The Treasury is being asked for up to £5.6 billion to support the NHS’ technology ambitions, as part of the spending review process that will conclude later this month.
A bid for between £3.3 billion and £5.6 billion was made in September. The Health Service Journal reported yesterday that details of the bid were outlined in a paper presented to the National Information Board in October.
The NIB co-ordinates healthcare IT across the Department of Health, NHS England, Health and Social Care Information Centre and other bodies. The paper has been removed from its October meeting bundle. But Digital Health News understands that the report and the figures are correct.
HSJ reported that the paper said: “On September 4, the DH submitted a bid for technology, data and digital with an estimated range of costs £3.3 billion to £5.6 billion, and signalled to Treasury that more work was needed to refine the costs.”
The spending review will be announced on 25 November and will set out government spending, department by department, for each financial year from 2016-17 to 2019-20.
Health is one of a small number of ‘protected’ departments that will not see its spending cut; and the Conservatives made a general election pledge to increase health spending by £8 billion over the course of this Parliament.
However, think-tanks are worried that the Treasury will move to redefine the ‘protected’ part of the health budget as the money spent by commissioners on ‘frontline’ services.
This would allow for reductions in other ‘health’ spending, such as public health and regulation. In addition, the health service will need to find at least £22 billion of efficiency savings to stave off a projected gap between funding and demand of £30 billion by 2020-21 – which will grow if social care continues to be cut.
This would make such a large bid for technology an audacious move; although NHS England’s director of patients and information, Tim Kelsey, who chairs the NIB, has argued the NHS could save between £8.3 billion and £13.7 billion by investing in technology ranging from electronic health records to digital channels for patients.
The consultants’ report on which Kelsey based his figures has not been released. But in an interview ahead of EHI Live 2015 last week, Kelsey told Digital Health news that he believed NHS England was in a good position to make the case for investing in technology to support NHS England’s ‘Five Year Forward View’ plans to close the funding gap.
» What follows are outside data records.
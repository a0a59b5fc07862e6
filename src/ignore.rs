//! # Ignore Rules
//!
//! Evaluates `.rinneignore`-style exclusion rules against workspace-relative
//! paths. Supported syntax:
//!
//! - `*` matches within one path component, `?` matches one character,
//!   `**` (as a whole segment) matches any number of components.
//! - A pattern containing `/` is anchored at the workspace root.
//! - A bare name without `/` matches a file or directory of that name at any
//!   depth; matching a directory excludes everything beneath it.
//! - A trailing `/` restricts the rule to directories.
//! - Blank lines and lines starting with `#` are skipped. No negation.

use std::path::Path;

/// A compiled set of exclusion rules.
#[derive(Debug, Default)]
pub struct IgnoreEngine {
    rules: Vec<Rule>,
}

#[derive(Debug)]
struct Rule {
    segments: Vec<Segment>,
    anchored: bool,
    dir_only: bool,
}

#[derive(Debug)]
enum Segment {
    /// A bare `**` segment: any number of components, including zero.
    Any,
    /// A glob over a single component.
    Glob(String),
}

impl IgnoreEngine {
    /// An engine with no rules; ignores nothing.
    pub fn empty() -> Self {
        Self::default()
    }

    /// Reads rules from an ignore file. A missing file yields an empty engine.
    pub fn load(path: &Path) -> std::io::Result<Self> {
        match std::fs::read_to_string(path) {
            Ok(text) => Ok(Self::from_rules(text.lines())),
            Err(e) if e.kind() == std::io::ErrorKind::NotFound => Ok(Self::empty()),
            Err(e) => Err(e),
        }
    }

    /// Compiles rules from raw lines.
    pub fn from_rules<'a>(lines: impl IntoIterator<Item = &'a str>) -> Self {
        let rules = lines
            .into_iter()
            .filter_map(Rule::parse)
            .collect();
        Self { rules }
    }

    pub fn is_empty(&self) -> bool {
        self.rules.is_empty()
    }

    /// True if `rel` (a `/`-separated workspace-relative path) is excluded.
    pub fn is_ignored(&self, rel: &str, is_dir: bool) -> bool {
        if self.rules.is_empty() || rel.is_empty() {
            return false;
        }
        let comps: Vec<&str> = rel.split('/').collect();
        self.rules.iter().any(|r| r.matches(&comps, is_dir))
    }
}

impl Rule {
    fn parse(line: &str) -> Option<Rule> {
        let mut pat = line.trim();
        if pat.is_empty() || pat.starts_with('#') {
            return None;
        }

        let dir_only = pat.ends_with('/');
        pat = pat.trim_end_matches('/');
        if pat.is_empty() {
            return None;
        }

        let anchored = pat.starts_with('/') || pat.trim_start_matches('/').contains('/');
        pat = pat.trim_start_matches('/');

        let segments = pat
            .split('/')
            .map(|s| {
                if s == "**" {
                    Segment::Any
                } else {
                    Segment::Glob(s.to_string())
                }
            })
            .collect();

        Some(Rule {
            segments,
            anchored,
            dir_only,
        })
    }

    fn matches(&self, comps: &[&str], is_dir: bool) -> bool {
        if self.anchored {
            return self.match_from_root(comps, is_dir);
        }

        // Unanchored single-segment rule: match any component. A hit on a
        // non-final component means the path sits under a matched directory.
        let pat = match self.segments.as_slice() {
            [Segment::Glob(p)] => p,
            _ => return false,
        };
        comps.iter().enumerate().any(|(i, comp)| {
            glob_match(pat, comp) && (!self.dir_only || i + 1 < comps.len() || is_dir)
        })
    }

    fn match_from_root(&self, comps: &[&str], is_dir: bool) -> bool {
        fn go(segs: &[Segment], comps: &[&str], is_dir: bool, dir_only: bool) -> bool {
            match segs.first() {
                None => {
                    if comps.is_empty() {
                        // Matched the path itself.
                        !dir_only || is_dir
                    } else {
                        // Matched an ancestor directory of the path.
                        true
                    }
                }
                Some(Segment::Any) => (0..=comps.len())
                    .any(|k| go(&segs[1..], &comps[k..], is_dir, dir_only)),
                Some(Segment::Glob(p)) => match comps.first() {
                    Some(c) => glob_match(p, c) && go(&segs[1..], &comps[1..], is_dir, dir_only),
                    None => false,
                },
            }
        }
        go(&self.segments, comps, is_dir, self.dir_only)
    }
}

/// Glob match over a single path component: `*` any run, `?` one character.
fn glob_match(pattern: &str, text: &str) -> bool {
    let pat: Vec<char> = pattern.chars().collect();
    let txt: Vec<char> = text.chars().collect();

    fn go(pat: &[char], txt: &[char]) -> bool {
        match pat.first() {
            None => txt.is_empty(),
            Some('*') => go(&pat[1..], txt) || (!txt.is_empty() && go(pat, &txt[1..])),
            Some('?') => !txt.is_empty() && go(&pat[1..], &txt[1..]),
            Some(c) => txt.first() == Some(c) && go(&pat[1..], &txt[1..]),
        }
    }
    go(&pat, &txt)
}

#[cfg(test)]
mod tests {
    use super::*;

    fn engine(rules: &[&str]) -> IgnoreEngine {
        IgnoreEngine::from_rules(rules.iter().copied())
    }

    #[test]
    fn bare_name_matches_any_depth() {
        let e = engine(&["target"]);
        assert!(e.is_ignored("target", true));
        assert!(e.is_ignored("target/debug/app", false));
        assert!(e.is_ignored("crates/core/target", true));
        assert!(e.is_ignored("crates/core/target/foo.o", false));
        assert!(!e.is_ignored("targets", true));
        assert!(!e.is_ignored("src/main.rs", false));
    }

    #[test]
    fn trailing_slash_requires_directory() {
        let e = engine(&["build/"]);
        assert!(e.is_ignored("build", true));
        assert!(!e.is_ignored("build", false));
        // A file below a matched directory is still excluded.
        assert!(e.is_ignored("build/out.bin", false));
    }

    #[test]
    fn anchored_patterns() {
        let e = engine(&["/docs/api", "src/gen"]);
        assert!(e.is_ignored("docs/api", true));
        assert!(e.is_ignored("docs/api/index.html", false));
        assert!(!e.is_ignored("other/docs/api", true));
        assert!(e.is_ignored("src/gen/mod.rs", false));
        assert!(!e.is_ignored("x/src/gen", true));
    }

    #[test]
    fn star_within_component() {
        let e = engine(&["*.tmp", "cache-?"]);
        assert!(e.is_ignored("a.tmp", false));
        assert!(e.is_ignored("deep/nested/b.tmp", false));
        assert!(e.is_ignored("cache-1", true));
        assert!(!e.is_ignored("cache-10", true));
        assert!(!e.is_ignored("a.tmpx", false));
    }

    #[test]
    fn double_star_spans_components() {
        let e = engine(&["logs/**/*.log"]);
        assert!(e.is_ignored("logs/app.log", false));
        assert!(e.is_ignored("logs/2024/01/app.log", false));
        assert!(!e.is_ignored("logs/app.txt", false));
        assert!(!e.is_ignored("other/app.log", false));
    }

    #[test]
    fn comments_and_blanks_skipped() {
        let e = engine(&["# a comment", "", "  ", "real"]);
        assert!(e.is_ignored("real", false));
        assert!(!e.is_ignored("# a comment", false));
    }

    #[test]
    fn empty_engine_ignores_nothing() {
        let e = IgnoreEngine::empty();
        assert!(!e.is_ignored("anything", false));
        assert!(e.is_empty());
    }
}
He also indicated that he wanted to see the money put into a ‘meaningful use’ technology fund, to support the delivery of new ‘digital roadmaps’ that clinical commissioning groups have been told to draw up by next April.
‘Meaningful use’ was introduced in the US by the American Reinvestment and Recovery Act 2009 to define minimum standards for electronic health records and reimburse providers for their implementation – although use and benefit has been harder to prove.
The bid to Treasury would also be large in UK historical terms; it would be around a quarter to the third of the total projected cost of the National Programme for IT in the NHS, at £12.7 billion.
It would also be very considerably larger than the two rounds of NHS technology funding that were found to support health secretary Jeremy Hunt’s ‘paperless’ target, which spent around £240 million, after the second round was significantly cut last year, to help stave off a winter crisis.
HSJ reported that the bid outlines nine areas for technology funding, with the largest “paper free healthcare and transactions”… including “electronic health records, integration and interoperability, e-medicine supply chain and digital diagnostics.”
The paper reportedly put in for £3 billion for these. Other significant areas of proposed spend include transforming general practice IT, at £789 million, improvements to NHS infrastructure, including the NHS Spine and email systems, at £761 million, and data for outcomes and research at £747 million.
Negotiations with the Treasury are still ongoing.